## Work required
Report each line below that carries the word "city".

## Data shown
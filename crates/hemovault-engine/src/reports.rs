//! # Monthly Donation Reports
//!
//! Per-group aggregates over the completed donations of one calendar
//! month. Only `Completed` donations count; refused attempts never made
//! it into the table in the first place.

use hemovault_core::validation;
use hemovault_core::views::MonthlyDonationRow;

use crate::error::EngineResult;
use crate::BloodBank;

impl BloodBank {
    /// Aggregates one month of completed donations per blood group.
    ///
    /// Each row carries the donation count, the collected volume, its
    /// fractional unit-equivalent (`ml / 450`) and the distinct donor
    /// count. Groups with no donations that month are absent. Rows come
    /// in blood group display order (A+, A-, ..., O-).
    pub async fn monthly_report(
        &self,
        month: u32,
        year: i32,
    ) -> EngineResult<Vec<MonthlyDonationRow>> {
        validation::validate_report_month(month)?;
        validation::validate_report_year(year)?;

        Ok(self.db.donations().monthly_summary(year, month).await?)
    }
}

// =============================================================================
// Unit Tests
// =============================================================================

#[cfg(test)]
mod tests {
    use super::*;
    use crate::error::EngineError;
    use chrono::NaiveDate;
    use hemovault_core::types::{BloodGroup, DonationStatus, NewDonation, NewDonor};
    use hemovault_db::{Database, DbConfig};

    async fn test_bank() -> BloodBank {
        let db = Database::new(DbConfig::in_memory()).await.expect("open db");
        BloodBank::new(db)
    }

    async fn register_donor(bank: &BloodBank, email: &str, blood_group: BloodGroup) -> i64 {
        let donor = bank
            .database()
            .donors()
            .insert(&NewDonor {
                first_name: "Saanvi".into(),
                last_name: "Deshpande".into(),
                email: email.into(),
                phone: "9822045678".into(),
                blood_group,
                date_of_birth: NaiveDate::from_ymd_opt(1994, 6, 12).expect("date"),
                gender: "Female".into(),
                address: None,
                city: Some("Pune".into()),
                state: Some("Maharashtra".into()),
                pincode: None,
                last_donation_date: None,
            })
            .await
            .expect("insert donor");
        donor.donor_id
    }

    async fn record_completed_donation(
        bank: &BloodBank,
        donor_id: i64,
        blood_group: BloodGroup,
        date: NaiveDate,
        quantity_ml: i64,
    ) {
        let mut conn = bank.database().pool().acquire().await.expect("conn");
        bank.database()
            .donations()
            .insert(
                &mut conn,
                &NewDonation {
                    donor_id,
                    donation_date: date,
                    blood_group,
                    quantity_ml,
                    hemoglobin_level: Some(13.2),
                    blood_pressure: Some("118/78".into()),
                    donation_status: DonationStatus::Completed,
                    staff_id: None,
                    remarks: None,
                },
            )
            .await
            .expect("insert donation");
    }

    #[tokio::test]
    async fn test_report_aggregates_one_month() {
        let bank = test_bank().await;
        let donor = register_donor(&bank, "saanvi@example.com", BloodGroup::OPositive).await;

        let march_1 = NaiveDate::from_ymd_opt(2025, 3, 1).expect("date");
        let march_20 = NaiveDate::from_ymd_opt(2025, 3, 20).expect("date");
        let april_2 = NaiveDate::from_ymd_opt(2025, 4, 2).expect("date");

        record_completed_donation(&bank, donor, BloodGroup::OPositive, march_1, 450).await;
        record_completed_donation(&bank, donor, BloodGroup::OPositive, march_20, 350).await;
        record_completed_donation(&bank, donor, BloodGroup::OPositive, april_2, 450).await;

        let report = bank.monthly_report(3, 2025).await.expect("report");

        assert_eq!(report.len(), 1);
        let row = &report[0];
        assert_eq!(row.blood_group, BloodGroup::OPositive);
        assert_eq!(row.total_donations, 2);
        assert_eq!(row.total_quantity_ml, 800);
        assert!((row.total_units - 800.0 / 450.0).abs() < 1e-9);
        assert_eq!(row.unique_donors, 1);
    }

    #[tokio::test]
    async fn test_report_with_no_donations_is_empty() {
        let bank = test_bank().await;

        let report = bank.monthly_report(1, 2024).await.expect("report");
        assert!(report.is_empty());
    }

    #[tokio::test]
    async fn test_report_rejects_out_of_range_month() {
        let bank = test_bank().await;

        let err = bank.monthly_report(13, 2025).await.expect_err("month 13");
        assert!(matches!(err, EngineError::Validation(_)));
        assert_eq!(err.to_string(), "Invalid argument: month must be between 1 and 12");
    }
}
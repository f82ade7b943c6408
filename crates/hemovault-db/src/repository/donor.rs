//! # Donor Repository
//!
//! Database operations for the donor registry.
//!
//! ## Donor Lifecycle
//! ```text
//! ┌─────────────────────────────────────────────────────────────────────────┐
//! │                      Donor Lifecycle                                    │
//! │                                                                         │
//! │  1. REGISTER                                                           │
//! │     └── insert() → Donor { total_donations: 0 }                        │
//! │                                                                         │
//! │  2. DONATE (repeats, at least 90 days apart)                           │
//! │     └── record_donation() → last_donation_date = today                 │
//! │                             total_donations += 1                       │
//! │                             is_eligible = false                        │
//! │         (runs inside the donation transaction, next to the stock       │
//! │          credit and the donation row insert)                           │
//! │                                                                         │
//! │  The stored is_eligible flag is a snapshot; reads re-derive            │
//! │  eligibility from last_donation_date so it never goes stale.           │
//! └─────────────────────────────────────────────────────────────────────────┘
//! ```

use chrono::{NaiveDate, Utc};
use sqlx::{SqliteConnection, SqlitePool};
use tracing::debug;

use crate::error::{DbError, DbResult};
use hemovault_core::views::DonorSummaryRow;
use hemovault_core::{eligibility, Donor, NewDonor};

/// Repository for donor database operations.
#[derive(Debug, Clone)]
pub struct DonorRepository {
    pool: SqlitePool,
}

impl DonorRepository {
    /// Creates a new DonorRepository.
    pub fn new(pool: SqlitePool) -> Self {
        DonorRepository { pool }
    }

    /// Registers a new donor.
    ///
    /// The initial eligibility flag is derived from `last_donation_date`
    /// (a donor imported with a recent donation starts ineligible).
    pub async fn insert(&self, donor: &NewDonor) -> DbResult<Donor> {
        let now = Utc::now();
        let today = now.date_naive();
        let is_eligible = eligibility::is_eligible(donor.last_donation_date, today);

        debug!(email = %donor.email, blood_group = %donor.blood_group, "Registering donor");

        let result = sqlx::query(
            r#"
            INSERT INTO donors (
                first_name, last_name, email, phone,
                blood_group, date_of_birth, gender,
                address, city, state, pincode,
                last_donation_date, total_donations, is_eligible,
                registered_date, created_at
            ) VALUES (
                ?1, ?2, ?3, ?4,
                ?5, ?6, ?7,
                ?8, ?9, ?10, ?11,
                ?12, ?13, ?14,
                ?15, ?16
            )
            "#,
        )
        .bind(&donor.first_name)
        .bind(&donor.last_name)
        .bind(&donor.email)
        .bind(&donor.phone)
        .bind(donor.blood_group)
        .bind(donor.date_of_birth)
        .bind(&donor.gender)
        .bind(&donor.address)
        .bind(&donor.city)
        .bind(&donor.state)
        .bind(&donor.pincode)
        .bind(donor.last_donation_date)
        .bind(0i64)
        .bind(is_eligible)
        .bind(today)
        .bind(now)
        .execute(&self.pool)
        .await?;

        Ok(Donor {
            donor_id: result.last_insert_rowid(),
            first_name: donor.first_name.clone(),
            last_name: donor.last_name.clone(),
            email: donor.email.clone(),
            phone: donor.phone.clone(),
            blood_group: donor.blood_group,
            date_of_birth: donor.date_of_birth,
            gender: donor.gender.clone(),
            address: donor.address.clone(),
            city: donor.city.clone(),
            state: donor.state.clone(),
            pincode: donor.pincode.clone(),
            last_donation_date: donor.last_donation_date,
            total_donations: 0,
            is_eligible,
            registered_date: today,
            created_at: now,
        })
    }

    /// Gets a donor by ID.
    pub async fn get_by_id(&self, donor_id: i64) -> DbResult<Option<Donor>> {
        let donor: Option<Donor> = sqlx::query_as(
            r#"
            SELECT
                donor_id, first_name, last_name, email, phone,
                blood_group, date_of_birth, gender,
                address, city, state, pincode,
                last_donation_date, total_donations, is_eligible,
                registered_date, created_at
            FROM donors
            WHERE donor_id = ?1
            "#,
        )
        .bind(donor_id)
        .fetch_optional(&self.pool)
        .await?;

        Ok(donor)
    }

    /// Marks a completed donation on the donor inside the caller's
    /// transaction.
    ///
    /// Sets `last_donation_date`, bumps the lifetime counter, and clears the
    /// eligibility snapshot (the 90-day window restarts today).
    pub async fn record_donation(
        &self,
        conn: &mut SqliteConnection,
        donor_id: i64,
        donation_date: NaiveDate,
    ) -> DbResult<()> {
        let result = sqlx::query(
            r#"
            UPDATE donors SET
                last_donation_date = ?1,
                total_donations = total_donations + 1,
                is_eligible = 0
            WHERE donor_id = ?2
            "#,
        )
        .bind(donation_date)
        .bind(donor_id)
        .execute(&mut *conn)
        .await?;

        if result.rows_affected() == 0 {
            return Err(DbError::not_found("Donor", donor_id));
        }

        Ok(())
    }

    /// Donor roster with live-derived eligibility, ordered by name.
    pub async fn summaries(&self, today: NaiveDate) -> DbResult<Vec<DonorSummaryRow>> {
        let donors: Vec<Donor> = sqlx::query_as(
            r#"
            SELECT
                donor_id, first_name, last_name, email, phone,
                blood_group, date_of_birth, gender,
                address, city, state, pincode,
                last_donation_date, total_donations, is_eligible,
                registered_date, created_at
            FROM donors
            ORDER BY first_name, last_name
            "#,
        )
        .fetch_all(&self.pool)
        .await?;

        Ok(donors
            .iter()
            .map(|d| DonorSummaryRow::from_donor(d, today))
            .collect())
    }

    /// Total registered donors.
    pub async fn count(&self) -> DbResult<i64> {
        let count: i64 = sqlx::query_scalar("SELECT COUNT(*) FROM donors")
            .fetch_one(&self.pool)
            .await?;

        Ok(count)
    }
}

// =============================================================================
// Unit Tests
// =============================================================================

#[cfg(test)]
mod tests {
    use super::*;
    use crate::pool::{Database, DbConfig};
    use hemovault_core::BloodGroup;

    fn sample_donor(email: &str) -> NewDonor {
        NewDonor {
            first_name: "Arjun".to_string(),
            last_name: "Patel".to_string(),
            email: email.to_string(),
            phone: "9876543210".to_string(),
            blood_group: BloodGroup::OPositive,
            date_of_birth: NaiveDate::from_ymd_opt(1992, 7, 14).unwrap(),
            gender: "Male".to_string(),
            address: None,
            city: Some("Pune".to_string()),
            state: Some("Maharashtra".to_string()),
            pincode: None,
            last_donation_date: None,
        }
    }

    #[tokio::test]
    async fn test_insert_and_get_round_trip() {
        let db = Database::new(DbConfig::in_memory()).await.unwrap();
        let donors = db.donors();

        let created = donors.insert(&sample_donor("arjun@example.com")).await.unwrap();
        assert!(created.donor_id > 0);
        assert!(created.is_eligible);
        assert_eq!(created.total_donations, 0);

        let fetched = donors.get_by_id(created.donor_id).await.unwrap().unwrap();
        assert_eq!(fetched.email, "arjun@example.com");
        assert_eq!(fetched.blood_group, BloodGroup::OPositive);
        assert_eq!(fetched.last_donation_date, None);
    }

    #[tokio::test]
    async fn test_duplicate_email_rejected() {
        let db = Database::new(DbConfig::in_memory()).await.unwrap();
        let donors = db.donors();

        donors.insert(&sample_donor("dup@example.com")).await.unwrap();
        let err = donors.insert(&sample_donor("dup@example.com")).await.unwrap_err();
        assert!(matches!(err, DbError::UniqueViolation { .. }));
    }

    #[tokio::test]
    async fn test_record_donation_updates_counters() {
        let db = Database::new(DbConfig::in_memory()).await.unwrap();
        let donors = db.donors();

        let created = donors.insert(&sample_donor("counter@example.com")).await.unwrap();
        let date = NaiveDate::from_ymd_opt(2025, 6, 15).unwrap();

        let mut tx = db.pool().begin().await.unwrap();
        donors
            .record_donation(&mut tx, created.donor_id, date)
            .await
            .unwrap();
        tx.commit().await.unwrap();

        let fetched = donors.get_by_id(created.donor_id).await.unwrap().unwrap();
        assert_eq!(fetched.last_donation_date, Some(date));
        assert_eq!(fetched.total_donations, 1);
        assert!(!fetched.is_eligible);
    }

    #[tokio::test]
    async fn test_record_donation_unknown_donor() {
        let db = Database::new(DbConfig::in_memory()).await.unwrap();

        let mut tx = db.pool().begin().await.unwrap();
        let err = db
            .donors()
            .record_donation(&mut tx, 999, NaiveDate::from_ymd_opt(2025, 6, 15).unwrap())
            .await
            .unwrap_err();
        assert!(matches!(err, DbError::NotFound { .. }));
    }

    #[tokio::test]
    async fn test_summaries_derive_live_eligibility() {
        let db = Database::new(DbConfig::in_memory()).await.unwrap();
        let donors = db.donors();

        let created = donors.insert(&sample_donor("live@example.com")).await.unwrap();
        let donated = NaiveDate::from_ymd_opt(2025, 3, 1).unwrap();

        let mut tx = db.pool().begin().await.unwrap();
        donors
            .record_donation(&mut tx, created.donor_id, donated)
            .await
            .unwrap();
        tx.commit().await.unwrap();

        // 90 days later the stored flag still says ineligible, the row says
        // eligible
        let today = NaiveDate::from_ymd_opt(2025, 5, 30).unwrap();
        let rows = donors.summaries(today).await.unwrap();
        let row = rows.iter().find(|r| r.donor_id == created.donor_id).unwrap();
        assert!(row.is_eligible);
        assert_eq!(row.eligibility_status, "Eligible");
    }
}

## Result of this task
                city: Some("Pune".into()),
                address, city, state, pincode,
        .bind(&donor.city)
            city: donor.city.clone(),
                address, city, state, pincode,
                address, city, state, pincode,
            city: Some("Pune".to_string()),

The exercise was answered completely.